Research Summary: Canada Research Chair Tier 2 in Atmospheric Biogeosciences in High Latitudes

 

Northwestern Canada is experiencing about twice the rate of climate warming compared to the rest of the Earth, resulting in the degradation of the cryosphere1. A large portion of this extensive high-latitude region is underlain by permafrost, defined as ground permanently frozen for at least two years, and covered by the forest, wetland and lake ecosystems of the boreal biome. It is still unclear how interactions between the Arctic-boreal region and the atmosphere may respond to changing climate and permafrost conditions. The eddy covariance (EC) technique2 provides the only means to quasi-continuously measure ecosystem-scale net exchanges of energy and matter and thus interactions between the land surface with the atmosphere (Fig. 1).

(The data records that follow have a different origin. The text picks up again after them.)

//! GPU programs and their capability gating.
//!
//! A [`GpuProgram`] describes a compiled shader and the hardware features it
//! leans on. Whether it is usable is decided against a
//! [`RenderSystemCapabilities`] handed in by the caller, so the check runs
//! the same with or without a live device.
//!
//! # Example
//!
//! ```ignore
//! let program = GpuProgram::new("skinning_vs", GpuProgramType::Vertex, "vs_3_0")
//!     .with_skeletal_animation(true);
//!
//! if !program.is_supported(render_system.capabilities()) {
//!     // fall back to software skinning
//! }
//! ```

use ahash::AHashMap;
use bitflags::bitflags;

use crate::capabilities::{Capability, RenderSystemCapabilities};

/// Pipeline stage a program runs on.
#[derive(Debug, Clone, Copy, PartialEq, Eq, Hash, PartialOrd, Ord)]
pub enum GpuProgramType {
    Vertex,
    Fragment,
    Geometry,
    Domain,
    Hull,
    Compute,
}

impl GpuProgramType {
    pub const COUNT: usize = 6;

    pub const ALL: [GpuProgramType; Self::COUNT] = [
        GpuProgramType::Vertex,
        GpuProgramType::Fragment,
        GpuProgramType::Geometry,
        GpuProgramType::Domain,
        GpuProgramType::Hull,
        GpuProgramType::Compute,
    ];

    pub const fn index(self) -> usize {
        self as usize
    }

    /// Prefix used by per-stage keywords such as `vertex_program_constant_float_count`.
    pub const fn keyword_prefix(self) -> &'static str {
        match self {
            GpuProgramType::Vertex => "vertex",
            GpuProgramType::Fragment => "fragment",
            GpuProgramType::Geometry => "geometry",
            GpuProgramType::Domain => "tessellation_domain",
            GpuProgramType::Hull => "tessellation_hull",
            GpuProgramType::Compute => "compute",
        }
    }

    /// The capability a stage needs before any program can run on it.
    pub const fn required_capability(self) -> Option<Capability> {
        match self {
            GpuProgramType::Vertex | GpuProgramType::Fragment => None,
            GpuProgramType::Geometry => Some(Capability::GeometryProgram),
            GpuProgramType::Domain => Some(Capability::TessellationDomainProgram),
            GpuProgramType::Hull => Some(Capability::TessellationHullProgram),
            GpuProgramType::Compute => Some(Capability::ComputeProgram),
        }
    }
}

impl std::fmt::Display for GpuProgramType {
    fn fmt(&self, f: &mut std::fmt::Formatter<'_>) -> std::fmt::Result {
        f.write_str(self.keyword_prefix())
    }
}

bitflags! {
    /// Which groups of shader constants need re-binding.
    #[derive(Debug, Clone, Copy, PartialEq, Eq, Hash)]
    pub struct GpuParamVariability: u16 {
        /// Constants that never change within a frame
        const GLOBAL = 1;
        /// Constants that change per renderable
        const PER_OBJECT = 2;
        /// Light-dependent constants
        const LIGHTS = 4;
        /// The pass iteration counter
        const PASS_ITERATION_NUMBER = 8;
        const ALL = 0xFFFF;
    }
}

/// A compiled program and the features it depends on.
#[derive(Debug, Clone)]
pub struct GpuProgram {
    name: String,
    program_type: GpuProgramType,
    syntax_code: String,
    skeletal_animation: bool,
    morph_animation: bool,
    pose_animation: u16,
    vertex_texture_fetch: bool,
    adjacency_info_required: bool,
    compile_error: bool,
}

impl GpuProgram {
    pub fn new(
        name: impl Into<String>,
        program_type: GpuProgramType,
        syntax_code: impl Into<String>,
    ) -> Self {
        Self {
            name: name.into(),
            program_type,
            syntax_code: syntax_code.into(),
            skeletal_animation: false,
            morph_animation: false,
            pose_animation: 0,
            vertex_texture_fetch: false,
            adjacency_info_required: false,
            compile_error: false,
        }
    }

    pub fn with_skeletal_animation(mut self, included: bool) -> Self {
        self.skeletal_animation = included;
        self
    }

    pub fn with_morph_animation(mut self, included: bool) -> Self {
        self.morph_animation = included;
        self
    }

    pub fn with_pose_animation(mut self, pose_count: u16) -> Self {
        self.pose_animation = pose_count;
        self
    }

    pub fn with_vertex_texture_fetch(mut self, required: bool) -> Self {
        self.vertex_texture_fetch = required;
        self
    }

    pub fn with_adjacency_info(mut self, required: bool) -> Self {
        self.adjacency_info_required = required;
        self
    }

    pub fn name(&self) -> &str {
        &self.name
    }

    pub fn program_type(&self) -> GpuProgramType {
        self.program_type
    }

    pub fn syntax_code(&self) -> &str {
        &self.syntax_code
    }

    pub fn is_skeletal_animation_included(&self) -> bool {
        self.skeletal_animation
    }

    pub fn is_morph_animation_included(&self) -> bool {
        self.morph_animation
    }

    pub fn is_pose_animation_included(&self) -> bool {
        self.pose_animation > 0
    }

    pub fn number_of_poses_supported(&self) -> u16 {
        self.pose_animation
    }

    pub fn is_vertex_texture_fetch_required(&self) -> bool {
        self.vertex_texture_fetch
    }

    pub fn is_adjacency_info_required(&self) -> bool {
        self.adjacency_info_required
    }

    pub fn has_compile_error(&self) -> bool {
        self.compile_error
    }

    /// Record the outcome of compiling the program source.
    pub fn set_compile_error(&mut self, failed: bool) {
        if failed {
            tracing::warn!(
                "GPU program {} failed to compile and is not supported",
                self.name
            );
        }
        self.compile_error = failed;
    }

    /// Hardware features this program needs, independent of its syntax.
    pub fn required_capabilities(&self) -> Vec<Capability> {
        let mut required: Vec<Capability> = self.program_type.required_capability().into_iter().collect();
        if self.skeletal_animation {
            required.push(Capability::VertexFormatUbyte4);
        }
        if self.vertex_texture_fetch {
            required.push(Capability::VertexTextureFetch);
        }
        required
    }

    pub fn is_required_capabilities_supported(&self, caps: &RenderSystemCapabilities) -> bool {
        self.required_capabilities()
            .into_iter()
            .all(|cap| caps.has_capability(cap))
    }

    /// Whether the program can be used at all on this hardware.
    ///
    /// A `false` here is a fallback signal, not an error.
    pub fn is_supported(&self, caps: &RenderSystemCapabilities) -> bool {
        if self.compile_error || !self.is_required_capabilities_supported(caps) {
            return false;
        }
        caps.is_shader_profile_supported(&self.syntax_code)
    }
}

// ===== Parameters =====

#[derive(Debug, Clone, PartialEq)]
struct NamedConstant {
    values: Vec<f32>,
    variability: GpuParamVariability,
}

/// Constant values bound alongside a program.
#[derive(Debug, Clone, Default, PartialEq)]
pub struct GpuProgramParameters {
    constants: AHashMap<String, NamedConstant>,
    pass_iteration_number: Option<f32>,
}

impl GpuProgramParameters {
    pub fn new() -> Self {
        Self::default()
    }

    pub fn set_named_constant(
        &mut self,
        name: impl Into<String>,
        values: &[f32],
        variability: GpuParamVariability,
    ) {
        self.constants.insert(
            name.into(),
            NamedConstant {
                values: values.to_vec(),
                variability,
            },
        );
    }

    pub fn named_constant(&self, name: &str) -> Option<&[f32]> {
        self.constants.get(name).map(|c| c.values.as_slice())
    }

    /// Names of the constants a bind with `mask` must upload, sorted.
    pub fn constants_for(&self, mask: GpuParamVariability) -> Vec<&str> {
        let mut names: Vec<&str> = self
            .constants
            .iter()
            .filter(|(_, c)| c.variability.intersects(mask))
            .map(|(name, _)| name.as_str())
            .collect();
        names.sort_unstable();
        names
    }

    /// Track the pass iteration counter, starting from zero.
    pub fn enable_pass_iteration_number(&mut self) {
        self.pass_iteration_number = Some(0.0);
    }

    pub fn pass_iteration_number(&self) -> Option<f32> {
        self.pass_iteration_number
    }

    /// Advance the pass iteration counter; a no-op when it is not tracked.
    pub fn inc_pass_iteration_number(&mut self) {
        if let Some(n) = self.pass_iteration_number.as_mut() {
            *n += 1.0;
        }
    }
}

Figure 1: a) Eddy covariance tower at Scotty Creek (SCC) including b) a 3D-sonic anemometer and an infrared gas analyzer, c) measuring landscape- (green) and ecosystem-scale (red) net exchanges of energy and matter

 

Eddy covariance measurements of carbon, water and heat fluxes were the central component of the Fluxnet-Canada Research Network (FCRN). The FCRN initiative (2001-2011) provided important new insights in land surface-atmosphere interactions of Canada’s forest, wetland and grassland ecosystems. However, the FCRN initiative did not include the country’s high-latitude regions, mostly due to the lack of low-power and -maintenance instrumentation suitable for the harsh environmental conditions at remote sites and the lack of infrastructure needed to meet the requirements of the EC technique (e.g., sufficiently tall tower structures). Thus, Canada’s Arctic-boreal region remains underrepresented in FLUXNET, the global initiative integrating regional initiatives (e.g., FCRN, AmeriFlux) and in Earth system models4.

 

Figure 2:: The Taiga Plains ecozone and the Arctic-Boreal Vulnerability Experiment (ABoVE) study domains with four boreal forest research sites along a 2000-km latitudinal climate and permafrost gradient from permafrost-free (Old Black Spruce, OBS) over sporadic (<50%, Scotty Creek, SCC) and discontinuous (50-90%, Smith Creek, SMC), to continuous permafrost (>90%, Havikpak Creek, HPC). Trail Valley Creek (TVC) is a tundra research site just north of HPC; together these two sites characterise the forest-tundra ecotone.

 

The Canada Research Chair (CRC) Tier 2 in Atmospheric Biogeosciences in High Latitudes expanded the EC measurements made at the permafrost-free FCRN Old Black Spruce (OBS) site towards a 2000-km latitudinal transect (the ‘transect’) along a climate and permafrost gradient across the boreal forest of the Taiga Plains ecozone and the forest-tundra ecotone (Fig. 2). In addition to OBS, state-of-the-art EC measurements of net carbon dioxide (CO2), methane (CH4), water vapor and heat exchanges are concurrently made at Scotty Creek (SCC), Smith Creek (SMC), Havikpak Creek (HPC) and Trail Valley Creek (TVC). The transect covers the central portion of the Extended Study Domain of NASA’s Arctic-Boreal Vulnerability Experiment (ABoVE, 2015-2023) which seeks to provide “a better understanding of the vulnerability and resilience of ecosystems and society to this changing environment”5 (Fig. 2). The southern Taiga Plains ecozone is characterized by a high degree of boreal landscape fragmentation due to rapid thaw-induced forest loss. In the northern Taiga Plains ecozone, the fuzzy boreal treeline is slowly migrating into some Arctic landscapes presently occupied by dwarf-shrub and polygon tundra ecosystems which also experience tall-shrub encroachment (‘Arctic greening’). To examine the consequences of forest loss (e.g., SCC) and treeline migration across the forest-tundra ecotone (HPC), the instrumental set-up involves ‘nested’ EC systems (Fig. 1c) and a nearby tundra EC system (TVC), respectively. The EC measurements at all sites (Fig. 2) are supported by additional measurements collected in collaboration with Drs. J. Baltzer, P. Marsh and W. Quinton/all Wilfrid Laurier University (WLU) through the Northwest Territories (NWT)-WLU Partnership Agreement (2010-2030). By examining ecosystem-scale land surface-atmosphere interactions centered on the innovative use of the EC technique and in line with ABoVE, the CRC’s first-term goal (2014-2018) had been to provide a mechanistic understanding of high-latitude ecosystem function across northwestern Canada’s Arctic-boreal region under the influence of rapidly changing climate and permafrost conditions.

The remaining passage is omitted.